Wind power industry appeals to Bavaria to “change course” and embrace new turbines
Clean Energy Wire
The expansion of onshore wind power in Germany continues to be too sluggish to meet the country’s ambitious renewable power targets, with industrial powerhouse Bavaria being particularly reluctant to boost the country’s most important renewable power source, wind power industry group BWE has said. A new analysis by wind power research agency FA Wind had confirmed that expansion figures in the first half of 2022 remained at the same low level as the same period last year, with licensing numbers for new projects also lagging behind desired volumes. “Especially in southern Germany, existing challenges are becoming massively more persistent,” the BWE commented. Several German states, “above all Bavaria,” had to end their “deflection manoeuvres” with calls for nuclear power runtime extensions or natural gas fracking. These were “solely intended to direct attention away from the actual problem: Bavaria for years has obstructed the construction of a sustainable energy supply in its own state,” the wind power lobby group said. Bavaria’s contested 10-H rule, whereby new turbines must be built at a distance from residential areas equaling at least ten times the turbine’s height, is now even criticised by the state’s industry. Meanwhile, Germany’s biggest state only added three new turbines in the first half of this year. “There has to be a change of course on wind power,” BWE head Hermann Albers said. With over 4.5 percent of its large territory potentially being fit for wind power generation, Bavaria has enough space “to still manage the turnaround,” Albers said.

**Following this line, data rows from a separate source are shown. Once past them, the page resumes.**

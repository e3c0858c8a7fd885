//! Particle record: the unit stored in bins and shipped between patches.
//!
//! The record is `#[repr(C)]` and [`Pod`], so a slice of particles is its own
//! wire format: transfers cast the slice to bytes without a packing step.
//! All fields are 8 bytes wide, which keeps the layout free of padding.

use crate::topology::side::MAX_DIM;
use bytemuck::{Pod, Zeroable};
use static_assertions::const_assert_eq;

/// One macro-particle.
#[repr(C)]
#[derive(Copy, Clone, Debug, Default, PartialEq, Pod, Zeroable)]
pub struct Particle {
    /// Position per axis; entries past `n_dim` are ignored.
    pub position: [f64; MAX_DIM],
    /// Momentum (always three components).
    pub momentum: [f64; 3],
    /// Statistical weight.
    pub weight: f64,
    /// Charge in units of the elementary charge.
    pub charge: f64,
    /// Globally unique identifier.
    pub id: u64,
}

const_assert_eq!(std::mem::size_of::<Particle>(), 72);
const_assert_eq!(std::mem::align_of::<Particle>(), 8);

impl Particle {
    /// A unit-weight particle at rest at `position`.
    pub fn at(id: u64, position: [f64; MAX_DIM]) -> Self {
        Self {
            position,
            momentum: [0.0; 3],
            weight: 1.0,
            charge: 1.0,
            id,
        }
    }

    /// Builder-style momentum setter.
    pub fn with_momentum(mut self, momentum: [f64; 3]) -> Self {
        self.momentum = momentum;
        self
    }

    /// Coordinate along `axis`.
    #[inline]
    pub fn coord(&self, axis: usize) -> f64 {
        self.position[axis]
    }
}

He added that other states, for example Hesse or Saxony, could also do a lot more to advance wind power expansion and appealed to state governments to use new powers given to them in defining potential areas. “The states have lamented for years that there is no clear roadmap by the federal government,” he said. “Now, there can no longer be any doubt about the plans for wind power.”
Less than one percent of Germany’s land area is currently designated as potential wind turbine construction locations, and about 0.5 percent are actually being used. The government aims to roughly double the capacity of onshore wind power in the country to 115 gigawatts (GW) by 2030, much of which can be achieved by replacing old turbines with modern ones at existing construction locations in so-called repowering operations.